RECORD EXTRACTS ▸
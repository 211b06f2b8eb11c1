//! UART link adapter (ESP-IDF `UartDriver`, 8N1, no flow control).
//!
//! Implements [`Link`] so both node services run unchanged on the board.
//! Reads never block; writes block until the driver has queued the bytes.

use esp_idf_hal::delay::{BLOCK, NON_BLOCK};
use esp_idf_hal::gpio::{AnyIOPin, InputPin, OutputPin};
use esp_idf_hal::peripheral::Peripheral;
use esp_idf_hal::uart::{config::Config, Uart, UartDriver};
use esp_idf_hal::units::Hertz;
use esp_idf_svc::sys::EspError;
use log::info;

use crate::protocol::transport::Link;

pub struct UartLink {
    driver: UartDriver<'static>,
}

impl UartLink {
    pub fn new(
        uart: impl Peripheral<P = impl Uart> + 'static,
        tx: impl Peripheral<P = impl OutputPin> + 'static,
        rx: impl Peripheral<P = impl InputPin> + 'static,
        baud: u32,
    ) -> Result<Self, EspError> {
        let config = Config::default().baudrate(Hertz(baud));
        let driver = UartDriver::new(
            uart,
            tx,
            rx,
            Option::<AnyIOPin>::None,
            Option::<AnyIOPin>::None,
            &config,
        )?;
        info!("UART link up at {} baud", baud);
        Ok(Self { driver })
    }
}

impl Link for UartLink {
    type Error = EspError;

    fn read_byte(&mut self) -> Result<Option<u8>, EspError> {
        let mut buf = [0u8; 1];
        let n = self.driver.read(&mut buf, NON_BLOCK)?;
        Ok((n == 1).then_some(buf[0]))
    }

    fn write(&mut self, data: &[u8]) -> Result<usize, EspError> {
        self.driver.write(data)
    }

    fn flush(&mut self) -> Result<(), EspError> {
        self.driver.wait_tx_done(BLOCK)
    }
}
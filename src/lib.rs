//! Door locker firmware library.
//!
//! Two nodes share this crate: the HMI ECU (keypad + LCD, drives the
//! dialogue) and the Control ECU (credential store, door motor, alarm).
//! All protocol and state logic is pure and host-testable; ESP-IDF code is
//! guarded by `#[cfg(target_os = "espidf")]` within each module.

#![deny(unused_must_use)]

pub mod adapters;
pub mod app;
pub mod config;
pub mod control;
pub mod credential;
pub mod door;
pub mod drivers;
pub mod error;
pub mod fsm;
pub mod lockout;
pub mod pins;
pub mod protocol;
pub mod tick;
//! Shared mutable context threaded through every FSM handler.
//!
//! `FsmContext` is the single struct that state handlers read from and
//! write to.  It holds the input being dispatched, the entry buffers, the
//! outstanding exchange, the lockout policy, the mirrored door sequence
//! and the outputs (link bytes, screens, events) that the owning service
//! flushes after each dispatch.  Think of it as the "blackboard" in a
//! blackboard architecture.

use heapless::{String, Vec};
use log::warn;

use crate::app::events::AppEvent;
use crate::app::input::HmiInput;
use crate::config::SystemConfig;
use crate::credential::Candidate;
use crate::door::DoorSequence;
use crate::lockout::LockoutPolicy;
use crate::protocol::{Exchange, Request};

/// Character columns on the display.
pub const LCD_COLS: usize = 16;

const OUTBOX_CAP: usize = 16;
const SCREEN_QUEUE: usize = 4;
const EVENT_QUEUE: usize = 8;

// ---------------------------------------------------------------------------
// Display frame
// ---------------------------------------------------------------------------

/// One full two-line screen, truncated to the display width.
#[derive(Debug, Clone, PartialEq, Eq)]
pub struct Screen {
    pub top: String<LCD_COLS>,
    pub bottom: String<LCD_COLS>,
}

impl Screen {
    pub fn new(top: &str, bottom: &str) -> Self {
        Self {
            top: fit(top),
            bottom: fit(bottom),
        }
    }
}

fn fit(s: &str) -> String<LCD_COLS> {
    let mut out = String::new();
    for c in s.chars() {
        if out.push(c).is_err() {
            break;
        }
    }
    out
}

// ---------------------------------------------------------------------------
// Menu selection
// ---------------------------------------------------------------------------

/// What the user asked for from the main menu; decides where a successful
/// verification leads.
#[derive(Debug, Clone, Copy, PartialEq, Eq)]
pub enum MenuAction {
    OpenDoor,
    ChangePassword,
}

// ---------------------------------------------------------------------------
// FsmContext
// ---------------------------------------------------------------------------

pub struct FsmContext {
    pub config: SystemConfig,

    /// Input being dispatched.
    pub input: HmiInput,

    /// Digits typed at the current prompt.
    pub entry: Candidate,
    /// First pass of a set/change, kept for the confirmation compare.
    pub first_entry: Option<Candidate>,
    pub action: MenuAction,

    /// Request in flight, if any.
    pub exchange: Option<Exchange>,
    /// Verification abandoned on timeout whose verdict may still arrive.
    pub late_verify: Option<Exchange>,
    pub lockout: LockoutPolicy,
    /// Display-side mirror of the Control node's door cycle.
    pub door: DoorSequence,
    /// Set once the Control node has accepted a `SET_PASSWORD` or matched a
    /// verification.
    pub provisioned: bool,

    // --- Outputs, drained by the service after every dispatch ---
    pub outbox: Vec<u8, OUTBOX_CAP>,
    pub screens: Vec<Screen, SCREEN_QUEUE>,
    pub events: Vec<AppEvent, EVENT_QUEUE>,
}

impl FsmContext {
    pub fn new(config: SystemConfig) -> Self {
        let lockout = LockoutPolicy::new(&config);
        let door = DoorSequence::new(&config);
        Self {
            config,
            input: HmiInput::Tick,
            entry: Candidate::new(),
            first_entry: None,
            action: MenuAction::OpenDoor,
            exchange: None,
            late_verify: None,
            lockout,
            door,
            provisioned: false,
            outbox: Vec::new(),
            screens: Vec::new(),
            events: Vec::new(),
        }
    }

    /// Queue bytes for the link.
    pub fn send(&mut self, bytes: &[u8]) {
        if self.outbox.extend_from_slice(bytes).is_err() {
            warn!("HMI outbox full, dropped {} bytes", bytes.len());
        }
    }

    /// Queue a screen.  When the queue is full the newest screen replaces
    /// the last queued one, so the display always ends on the latest frame.
    pub fn show(&mut self, top: &str, bottom: &str) {
        let screen = Screen::new(top, bottom);
        if let Err(screen) = self.screens.push(screen) {
            if let Some(last) = self.screens.last_mut() {
                *last = screen;
            }
        }
    }

    pub fn emit(&mut self, event: AppEvent) {
        if self.events.push(event).is_err() {
            warn!("HMI event queue full, dropped {:?}", event);
        }
    }

    /// Open a request and queue its opcode.
    pub fn begin_exchange(&mut self, request: Request) {
        let exchange = Exchange::begin(request);
        self.late_verify = None;
        self.send(&[exchange.opening_byte()]);
        self.exchange = Some(exchange);
    }

    /// Redraw the entry line: one `*` per typed digit.
    pub fn echo_entry(&mut self, prompt: &str) {
        let mut stars: String<LCD_COLS> = String::new();
        for _ in 0..self.entry.len() {
            let _ = stars.push('*');
        }
        self.show(prompt, &stars);
    }
}
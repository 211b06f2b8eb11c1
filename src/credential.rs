//! Keypad symbols, typed entries and the stored credential.
//!
//! ```text
//!   Key ──▶ Candidate (≤ 5 digits) ──▶ Payload (5 wire bytes) ──▶ Credential
//!            HMI, transient             on the link               Control, NVS
//! ```
//!
//! Digits travel as ASCII `'0'..='9'`, which never collide with an opcode.

use core::fmt;

use heapless::Vec;
use serde::{Deserialize, Serialize};

pub use crate::config::PASSWORD_LEN;

/// Pads a short verification entry to the fixed payload length.
/// Not a digit, so a padded payload can never equal a credential.
pub const FILLER: u8 = b'#';

// ---------------------------------------------------------------------------
// Keypad symbols
// ---------------------------------------------------------------------------

/// A decoded keypad press.
#[derive(Debug, Clone, Copy, PartialEq, Eq)]
pub enum Key {
    /// Decimal digit 0–9.
    Digit(u8),
    /// `=` terminates an entry.
    Enter,
    /// `+` selects "open door" from the main menu.
    OpenDoor,
    /// `-` selects "change password" from the main menu.
    ChangePassword,
    /// `C` discards the current entry.
    Clear,
}

impl Key {
    /// Map a keypad legend to a key.  Unknown legends are ignored.
    pub fn from_char(c: char) -> Option<Self> {
        match c {
            '0'..='9' => Some(Self::Digit(c as u8 - b'0')),
            '=' => Some(Self::Enter),
            '+' => Some(Self::OpenDoor),
            '-' => Some(Self::ChangePassword),
            'C' | 'c' => Some(Self::Clear),
            _ => None,
        }
    }
}

// ---------------------------------------------------------------------------
// Payload (wire form)
// ---------------------------------------------------------------------------

/// The five raw symbol bytes that follow a payload-bearing opcode.
///
/// No validation: the Control node must accept anything the link delivers
/// and decide what it means.
#[derive(Clone, Copy, PartialEq, Eq)]
pub struct Payload(pub [u8; PASSWORD_LEN]);

impl Payload {
    pub fn as_bytes(&self) -> &[u8; PASSWORD_LEN] {
        &self.0
    }

    /// True when every byte is an ASCII digit.
    pub fn is_all_digits(&self) -> bool {
        self.0.iter().all(u8::is_ascii_digit)
    }
}

// Payloads may carry a candidate password; keep them out of logs.
impl fmt::Debug for Payload {
    fn fmt(&self, f: &mut fmt::Formatter<'_>) -> fmt::Result {
        f.write_str("Payload(*****)")
    }
}

// ---------------------------------------------------------------------------
// Candidate entry (HMI side)
// ---------------------------------------------------------------------------

/// Digits typed so far, up to [`PASSWORD_LEN`].
#[derive(Clone, Default, PartialEq, Eq)]
pub struct Candidate {
    digits: Vec<u8, PASSWORD_LEN>,
}

impl Candidate {
    pub const fn new() -> Self {
        Self { digits: Vec::new() }
    }

    /// Append a digit (0–9).  Returns `false` when the entry is full or the
    /// value is not a digit; the entry is unchanged in that case.
    pub fn push_digit(&mut self, digit: u8) -> bool {
        if digit > 9 {
            return false;
        }
        self.digits.push(b'0' + digit).is_ok()
    }

    pub fn clear(&mut self) {
        self.digits.clear();
    }

    pub fn len(&self) -> usize {
        self.digits.len()
    }

    pub fn is_empty(&self) -> bool {
        self.digits.is_empty()
    }

    pub fn is_complete(&self) -> bool {
        self.digits.len() == PASSWORD_LEN
    }

    /// Wire form; a short entry is padded with [`FILLER`].
    pub fn to_payload(&self) -> Payload {
        let mut bytes = [FILLER; PASSWORD_LEN];
        bytes[..self.digits.len()].copy_from_slice(&self.digits);
        Payload(bytes)
    }
}

impl fmt::Debug for Candidate {
    fn fmt(&self, f: &mut fmt::Formatter<'_>) -> fmt::Result {
        write!(f, "Candidate({} digits)", self.digits.len())
    }
}

// ---------------------------------------------------------------------------
// Credential (Control side)
// ---------------------------------------------------------------------------

/// The single system password: exactly [`PASSWORD_LEN`] ASCII digits.
#[derive(Clone, Copy, PartialEq, Eq, Serialize, Deserialize)]
pub struct Credential([u8; PASSWORD_LEN]);

/// Rejection reason when a payload cannot become a credential.
#[derive(Debug, Clone, Copy, PartialEq, Eq)]
pub struct NotDigits;

impl Credential {
    /// Build from a digit string such as `"13579"`.
    pub fn parse(s: &str) -> Option<Self> {
        let bytes: [u8; PASSWORD_LEN] = s.as_bytes().try_into().ok()?;
        Self::try_from(Payload(bytes)).ok()
    }

    pub fn as_bytes(&self) -> &[u8; PASSWORD_LEN] {
        &self.0
    }

    /// Byte-for-byte comparison with a received candidate.
    pub fn matches(&self, payload: &Payload) -> bool {
        self.0 == payload.0
    }
}

impl TryFrom<Payload> for Credential {
    type Error = NotDigits;

    fn try_from(p: Payload) -> Result<Self, Self::Error> {
        if p.is_all_digits() {
            Ok(Self(p.0))
        } else {
            Err(NotDigits)
        }
    }
}

impl From<Credential> for Payload {
    fn from(c: Credential) -> Self {
        Payload(c.0)
    }
}

impl fmt::Debug for Credential {
    fn fmt(&self, f: &mut fmt::Formatter<'_>) -> fmt::Result {
        f.write_str("Credential(*****)")
    }
}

PROBLEM REQUIREMENTS ▸
Please, from the entries above, set down exactly the lines from the one containing "pub struct NotDigits;" through the one containing "let bytes: [u8;", and only those.

REPLY ▸
pub struct NotDigits;

impl Credential {
    /// Build from a digit string such as `"13579"`.
    pub fn parse(s: &str) -> Option<Self> {
        let bytes: [u8; PASSWORD_LEN] = s.as_bytes().try_into().ok()?;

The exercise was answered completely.